Keuka College's Climate of Wellness Aims to Support Students in Every Way Possible

New programs and personnel augment a College-wide commitment to creating a supportive culture for students, faculty, and staff.

Monday, May 1, 2023

For college students to thrive, they need a strong foundation – not just academically but physically, mentally, and emotionally. And those needs have never been stronger than in the wake of a pandemic that upended the traditional high school experience for many.

Keuka College is meeting those needs through innovative new programs, bolstered resources, and a Collegewide philosophy that puts a premium on creating a climate of wellness.
“Our goal is to empower students to become more informed about the sources of stress and educate them about the many health and wellbeing resources that we have,” said Dr. Chris Alterio, founding dean of the College’s School of Health and Human Services, which is helping to drive the College’s wellness efforts.
He said support services are intended to cover all dimensions of wellness: physical, intellectual, emotional, social, spiritual, vocational, financial, and environmental.
“We want to increase visibility for the entire campus around these eight dimensions of wellness,” added Assistant Vice President for Strategic Initiatives Dr. Carrie Roberts ’02, who directs several College-supported health initiatives.

Immersed in Innovation

One avenue for that increased visibility was the recent “Passport to Wellness Day,” sponsored by the College’s Mental Health and Wellness Task Force and the School of Health and Human Services. Students were able to stamp their “passports” by attending any of the more than three dozen health-related events held throughout campus on April 5.

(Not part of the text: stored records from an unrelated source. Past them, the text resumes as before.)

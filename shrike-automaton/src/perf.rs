// Quick release mode performance comparison
//
// Run with: cargo test --release -p shrike-automaton scan_perf -- --ignored

#[cfg(test)]
mod perf_tests {
    use crate::{AutomatonBuilder, Scanner};
    use std::time::Instant;

    #[test]
    #[ignore] // Run with: cargo test --release scan_perf -- --ignored
    fn scan_perf() {
        let automaton = AutomatonBuilder::new()
            .add_patterns((0..100).map(|i| format!("signature_{}", i)))
            .build();
        let scanner = Scanner::new(&automaton);

        let payload: Vec<u8> = b"GET /login?user=admin&signature_42=1 HTTP/1.1\r\n"
            .iter()
            .copied()
            .cycle()
            .take(4096)
            .collect();

        // Warmup
        for _ in 0..1000 {
            let _ = scanner.has_match(&payload);
        }

        // Benchmark
        let iterations = 100_000;
        let start = Instant::now();
        for _ in 0..iterations {
            let _ = scanner.has_match(&payload);
        }
        let duration = start.elapsed();
        let ns_per_op = duration.as_nanos() / iterations;

        println!("\n=== Release Mode Scanner Performance ===");
        println!("Iterations: {}", iterations);
        println!("Payload: {} bytes", payload.len());
        println!("Total time: {:?}", duration);
        println!("Per scan: {} ns", ns_per_op);
        println!(
            "Throughput: {:.2} MB/sec",
            (iterations as f64 * payload.len() as f64 / duration.as_secs_f64()) / 1_000_000.0
        );

        // Assertion for minimum performance
        assert!(
            ns_per_op < 2_000_000,
            "scanner should stay fast in release mode, got {} ns/op",
            ns_per_op
        );
    }
}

College faculty, staff from the offices of Student Life and Health and Counseling Services, and outside professionals joined forces to host programs focused on topics ranging from financial strategies to mental health and suicide prevention to job-seeking skills to expressing emotions through art. The sessions were open to College faculty and staff, as well.
“This was a prime example of the Mental Health and Wellness Task Force’s commitment to creating a culture of wellness for the entire college community – students and employees,” said Dr. Roberts.
The task force was created about two years ago as the College, along with the rest of the world, began to emerge from the lockdowns and social distancing necessitated by COVID.
“The Mental Health and Wellness Task Force was formed in response to our community's need for wellness and to restore our equilibrium as we emerged from the pandemic,” said Dr. Alterio. “We’re all still finding ways to cope with unprecedented change, stress, and disruption in many aspects of our own lives.”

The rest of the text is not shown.